> [WHAT THE TASK REQUIRES]: Print the following entries without any change.

==========

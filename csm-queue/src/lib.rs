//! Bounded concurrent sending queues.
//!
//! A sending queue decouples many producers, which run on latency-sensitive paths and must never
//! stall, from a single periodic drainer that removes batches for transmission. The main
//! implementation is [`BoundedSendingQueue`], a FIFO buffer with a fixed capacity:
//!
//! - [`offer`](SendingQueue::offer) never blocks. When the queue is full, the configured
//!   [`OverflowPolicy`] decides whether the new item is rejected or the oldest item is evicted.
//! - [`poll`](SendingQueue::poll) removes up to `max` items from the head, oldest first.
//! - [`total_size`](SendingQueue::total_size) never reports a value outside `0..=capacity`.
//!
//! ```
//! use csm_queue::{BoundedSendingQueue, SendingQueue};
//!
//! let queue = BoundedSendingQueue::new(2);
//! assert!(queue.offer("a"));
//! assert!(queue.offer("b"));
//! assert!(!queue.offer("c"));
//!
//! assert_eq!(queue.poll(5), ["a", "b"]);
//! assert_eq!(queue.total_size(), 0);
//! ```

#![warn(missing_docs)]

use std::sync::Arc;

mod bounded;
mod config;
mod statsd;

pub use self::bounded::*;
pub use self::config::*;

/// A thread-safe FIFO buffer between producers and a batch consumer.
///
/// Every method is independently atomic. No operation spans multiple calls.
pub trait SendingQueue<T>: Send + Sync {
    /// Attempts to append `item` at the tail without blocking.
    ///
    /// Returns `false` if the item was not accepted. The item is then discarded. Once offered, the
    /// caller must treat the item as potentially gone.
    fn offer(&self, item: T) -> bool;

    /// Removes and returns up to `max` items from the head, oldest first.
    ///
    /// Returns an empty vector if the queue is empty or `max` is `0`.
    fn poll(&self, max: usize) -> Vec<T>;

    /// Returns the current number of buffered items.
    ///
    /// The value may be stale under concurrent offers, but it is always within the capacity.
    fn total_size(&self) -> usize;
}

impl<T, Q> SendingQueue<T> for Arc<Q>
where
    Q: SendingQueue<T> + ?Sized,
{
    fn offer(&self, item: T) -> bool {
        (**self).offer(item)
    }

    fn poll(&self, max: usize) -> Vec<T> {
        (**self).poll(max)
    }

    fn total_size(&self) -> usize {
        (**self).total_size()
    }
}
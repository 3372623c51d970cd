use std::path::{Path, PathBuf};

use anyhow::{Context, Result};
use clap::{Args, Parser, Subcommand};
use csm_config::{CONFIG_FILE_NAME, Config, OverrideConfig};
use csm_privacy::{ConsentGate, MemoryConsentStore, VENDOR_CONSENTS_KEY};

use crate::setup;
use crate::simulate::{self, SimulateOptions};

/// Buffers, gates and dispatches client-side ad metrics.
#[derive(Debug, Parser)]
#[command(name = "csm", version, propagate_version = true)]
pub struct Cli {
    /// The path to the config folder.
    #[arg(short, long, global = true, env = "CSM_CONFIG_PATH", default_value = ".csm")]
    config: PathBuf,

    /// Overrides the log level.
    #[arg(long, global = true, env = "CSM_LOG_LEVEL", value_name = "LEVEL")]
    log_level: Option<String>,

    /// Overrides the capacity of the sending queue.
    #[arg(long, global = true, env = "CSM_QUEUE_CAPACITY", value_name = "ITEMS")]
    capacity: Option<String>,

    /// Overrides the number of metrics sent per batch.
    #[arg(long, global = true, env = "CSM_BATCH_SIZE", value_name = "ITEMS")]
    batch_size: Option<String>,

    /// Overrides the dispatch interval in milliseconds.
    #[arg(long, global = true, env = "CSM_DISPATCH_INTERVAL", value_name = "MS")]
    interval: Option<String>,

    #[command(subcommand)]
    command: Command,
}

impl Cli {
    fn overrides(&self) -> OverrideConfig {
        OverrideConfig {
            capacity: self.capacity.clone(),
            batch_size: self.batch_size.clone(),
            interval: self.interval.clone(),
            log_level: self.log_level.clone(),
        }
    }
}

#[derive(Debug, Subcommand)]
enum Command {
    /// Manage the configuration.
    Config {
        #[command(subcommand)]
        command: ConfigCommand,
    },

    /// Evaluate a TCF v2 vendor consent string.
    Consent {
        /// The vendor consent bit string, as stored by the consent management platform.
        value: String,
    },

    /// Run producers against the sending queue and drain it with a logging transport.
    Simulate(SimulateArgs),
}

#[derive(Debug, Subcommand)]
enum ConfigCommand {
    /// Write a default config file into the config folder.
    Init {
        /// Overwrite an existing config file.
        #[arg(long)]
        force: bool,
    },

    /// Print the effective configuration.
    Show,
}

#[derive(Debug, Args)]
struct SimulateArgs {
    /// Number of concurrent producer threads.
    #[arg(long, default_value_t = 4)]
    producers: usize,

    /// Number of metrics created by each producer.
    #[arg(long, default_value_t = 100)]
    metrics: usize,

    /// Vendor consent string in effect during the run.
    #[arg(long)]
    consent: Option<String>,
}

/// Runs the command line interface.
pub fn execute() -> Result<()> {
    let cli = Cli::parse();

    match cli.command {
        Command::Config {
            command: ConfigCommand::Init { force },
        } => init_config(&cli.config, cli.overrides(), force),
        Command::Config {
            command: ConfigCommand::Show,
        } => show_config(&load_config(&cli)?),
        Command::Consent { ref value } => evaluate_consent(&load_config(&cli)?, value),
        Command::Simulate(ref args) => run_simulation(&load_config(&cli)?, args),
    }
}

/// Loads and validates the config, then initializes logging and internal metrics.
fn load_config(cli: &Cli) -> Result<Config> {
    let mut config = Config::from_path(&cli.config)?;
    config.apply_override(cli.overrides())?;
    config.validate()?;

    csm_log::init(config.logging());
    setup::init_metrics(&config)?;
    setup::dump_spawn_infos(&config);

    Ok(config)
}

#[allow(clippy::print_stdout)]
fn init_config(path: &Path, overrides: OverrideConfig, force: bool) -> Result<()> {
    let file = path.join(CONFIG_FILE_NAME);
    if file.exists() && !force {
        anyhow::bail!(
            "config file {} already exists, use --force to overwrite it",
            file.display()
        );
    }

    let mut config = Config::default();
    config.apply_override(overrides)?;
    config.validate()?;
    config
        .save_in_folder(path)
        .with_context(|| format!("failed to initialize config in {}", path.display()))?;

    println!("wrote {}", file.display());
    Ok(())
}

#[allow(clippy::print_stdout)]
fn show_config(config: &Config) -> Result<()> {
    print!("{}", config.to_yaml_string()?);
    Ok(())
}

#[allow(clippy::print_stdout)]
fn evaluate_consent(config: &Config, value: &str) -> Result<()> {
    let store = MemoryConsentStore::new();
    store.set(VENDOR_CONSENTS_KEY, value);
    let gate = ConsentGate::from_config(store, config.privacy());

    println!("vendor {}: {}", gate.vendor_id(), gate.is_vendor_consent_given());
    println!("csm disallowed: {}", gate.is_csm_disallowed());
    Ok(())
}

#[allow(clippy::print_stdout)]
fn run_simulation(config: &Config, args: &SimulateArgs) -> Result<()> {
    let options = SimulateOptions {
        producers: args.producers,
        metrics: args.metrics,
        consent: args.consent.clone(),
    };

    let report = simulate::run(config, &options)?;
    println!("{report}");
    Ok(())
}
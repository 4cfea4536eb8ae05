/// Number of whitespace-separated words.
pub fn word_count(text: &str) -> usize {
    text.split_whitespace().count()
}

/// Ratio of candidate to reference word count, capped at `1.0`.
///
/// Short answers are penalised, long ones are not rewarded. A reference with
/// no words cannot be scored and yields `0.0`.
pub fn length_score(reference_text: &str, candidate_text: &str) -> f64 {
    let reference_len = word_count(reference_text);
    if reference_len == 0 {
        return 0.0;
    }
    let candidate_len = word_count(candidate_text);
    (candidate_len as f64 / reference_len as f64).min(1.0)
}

==========

> [OUTPUT FOR THIS TASK]:
filename csm-queue/src/lib.rs
//! Bounded concurrent sending queues.
//!
//! A sending queue decouples many producers, which run on latency-sensitive paths and must never
//! stall, from a single periodic drainer that removes batches for transmission. The main
//! implementation is [`BoundedSendingQueue`], a FIFO buffer with a fixed capacity:
//!
//! - [`offer`](SendingQueue::offer) never blocks. When the queue is full, the configured
//!   [`OverflowPolicy`] decides whether the new item is rejected or the oldest item is evicted.
//! - [`poll`](SendingQueue::poll) removes up to `max` items from the head, oldest first.
//! - [`total_size`](SendingQueue::total_size) never reports a value outside `0..=capacity`.
//!
//! ```
//! use csm_queue::{BoundedSendingQueue, SendingQueue};
//!
//! let queue = BoundedSendingQueue::new(2);
//! assert!(queue.offer("a"));
//! assert!(queue.offer("b"));
//! assert!(!queue.offer("c"));
//!
//! assert_eq!(queue.poll(5), ["a", "b"]);
//! assert_eq!(queue.total_size(), 0);
//! ```

#![warn(missing_docs)]

use std::sync::Arc;

mod bounded;
mod config;
mod statsd;

pub use self::bounded::*;
pub use self::config::*;

/// A thread-safe FIFO buffer between producers and a batch consumer.
///
/// Every method is independently atomic. No operation spans multiple calls.
pub trait SendingQueue<T>: Send + Sync {
    /// Attempts to append `item` at the tail without blocking.
    ///
    /// Returns `false` if the item was not accepted. The item is then discarded. Once offered, the
    /// caller must treat the item as potentially gone.
    fn offer(&self, item: T) -> bool;

    /// Removes and returns up to `max` items from the head, oldest first.
    ///
    /// Returns an empty vector if the queue is empty or `max` is `0`.
    fn poll(&self, max: usize) -> Vec<T>;

    /// Returns the current number of buffered items.
    ///
    /// The value may be stale under concurrent offers, but it is always within the capacity.
    fn total_size(&self) -> usize;
}

impl<T, Q> SendingQueue<T> for Arc<Q>
where
    Q: SendingQueue<T> + ?Sized,
{
    fn offer(&self, item: T) -> bool {
        (**self).offer(item)
    }

    fn poll(&self, max: usize) -> Vec<T> {
        (**self).poll(max)
    }

    fn total_size(&self) -> usize {
        (**self).total_size()
    }
}
repository 3372623c51d970cd
use std::path::{Path, PathBuf};

use anyhow::{Context, Result};
use clap::{Args, Parser, Subcommand};
use csm_config::{CONFIG_FILE_NAME, Config, OverrideConfig};
use csm_privacy::{ConsentGate, MemoryConsentStore, VENDOR_CONSENTS_KEY};

use crate::setup;
use crate::simulate::{self, SimulateOptions};

/// Buffers, gates and dispatches client-side ad metrics.
#[derive(Debug, Parser)]
#[command(name = "csm", version, propagate_version = true)]
pub struct Cli {
    /// The path to the config folder.
    #[arg(short, long, global = true, env = "CSM_CONFIG_PATH", default_value = ".csm")]
    config: PathBuf,

    /// Overrides the log level.
    #[arg(long, global = true, env = "CSM_LOG_LEVEL", value_name = "LEVEL")]
    log_level: Option<String>,

    /// Overrides the capacity of the sending queue.
    #[arg(long, global = true, env = "CSM_QUEUE_CAPACITY", value_name = "ITEMS")]
    capacity: Option<String>,

    /// Overrides the number of metrics sent per batch.
    #[arg(long, global = true, env = "CSM_BATCH_SIZE", value_name = "ITEMS")]
    batch_size: Option<String>,

    /// Overrides the dispatch interval in milliseconds.
    #[arg(long, global = true, env = "CSM_DISPATCH_INTERVAL", value_name = "MS")]
    interval: Option<String>,

    #[command(subcommand)]
    command: Command,
}

impl Cli {
    fn overrides(&self) -> OverrideConfig {
        OverrideConfig {
            capacity: self.capacity.clone(),
            batch_size: self.batch_size.clone(),
            interval: self.interval.clone(),
            log_level: self.log_level.clone(),
        }
    }
}

#[derive(Debug, Subcommand)]
enum Command {
    /// Manage the configuration.
    Config {
        #[command(subcommand)]
        command: ConfigCommand,
    },

    /// Evaluate a TCF v2 vendor consent string.
    Consent {
        /// The vendor consent bit string, as stored by the consent management platform.
        value: String,
    },

    /// Run producers against the sending queue and drain it with a logging transport.
    Simulate(SimulateArgs),
}

#[derive(Debug, Subcommand)]
enum ConfigCommand {
    /// Write a default config file into the config folder.
    Init {
        /// Overwrite an existing config file.
        #[arg(long)]
        force: bool,
    },

    /// Print the effective configuration.
    Show,
}

#[derive(Debug, Args)]
struct SimulateArgs {
    /// Number of concurrent producer threads.
    #[arg(long, default_value_t = 4)]
    producers: usize,

    /// Number of metrics created by each producer.
    #[arg(long, default_value_t = 100)]
    metrics: usize,

    /// Vendor consent string in effect during the run.
    #[arg(long)]
    consent: Option<String>,
}

/// Runs the command line interface.
pub fn execute() -> Result<()> {
    let cli = Cli::parse();

    match cli.command {
        Command::Config {
            command: ConfigCommand::Init { force },
        } => init_config(&cli.config, cli.overrides(), force),
        Command::Config {
            command: ConfigCommand::Show,
        } => show_config(&load_config(&cli)?),
        Command::Consent { ref value } => evaluate_consent(&load_config(&cli)?, value),
        Command::Simulate(ref args) => run_simulation(&load_config(&cli)?, args),
    }
}

/// Loads and validates the config, then initializes logging and internal metrics.
fn load_config(cli: &Cli) -> Result<Config> {
    let mut config = Config::from_path(&cli.config)?;
    config.apply_override(cli.overrides())?;
    config.validate()?;

    csm_log::init(config.logging());
    setup::init_metrics(&config)?;
    setup::dump_spawn_infos(&config);

    Ok(config)
}

#[allow(clippy::print_stdout)]
fn init_config(path: &Path, overrides: OverrideConfig, force: bool) -> Result<()> {
    let file = path.join(CONFIG_FILE_NAME);
    if file.exists() && !force {
        anyhow::bail!(
            "config file {} already exists, use --force to overwrite it",
            file.display()
        );
    }

    let mut config = Config::default();
    config.apply_override(overrides)?;
    config.validate()?;
    config
        .save_in_folder(path)
        .with_context(|| format!("failed to initialize config in {}", path.display()))?;

    println!("wrote {}", file.display());
    Ok(())
}

#[allow(clippy::print_stdout)]
fn show_config(config: &Config) -> Result<()> {
    print!("{}", config.to_yaml_string()?);
    Ok(())
}

#[allow(clippy::print_stdout)]
fn evaluate_consent(config: &Config, value: &str) -> Result<()> {
    let store = MemoryConsentStore::new();
    store.set(VENDOR_CONSENTS_KEY, value);
    let gate = ConsentGate::from_config(store, config.privacy());

    println!("vendor {}: {}", gate.vendor_id(), gate.is_vendor_consent_given());
    println!("csm disallowed: {}", gate.is_csm_disallowed());
    Ok(())
}

#[allow(clippy::print_stdout)]
fn run_simulation(config: &Config, args: &SimulateArgs) -> Result<()> {
    let options = SimulateOptions {
        producers: args.producers,
        metrics: args.metrics,
        consent: args.consent.clone(),
    };

    let report = simulate::run(config, &options)?;
    println!("{report}");
    Ok(())
}
repository 4cfea4536eb8ae05
/// Number of whitespace-separated words.
pub fn word_count(text: &str) -> usize {
    text.split_whitespace().count()
}

/// Ratio of candidate to reference word count, capped at `1.0`.
///
/// Short answers are penalised, long ones are not rewarded. A reference with
/// no words cannot be scored and yields `0.0`.
pub fn length_score(reference_text: &str, candidate_text: &str) -> f64 {
    let reference_len = word_count(reference_text);
    if reference_len == 0 {
        return 0.0;
    }
    let candidate_len = word_count(candidate_text);
    (candidate_len as f64 / reference_len as f64).min(1.0)
}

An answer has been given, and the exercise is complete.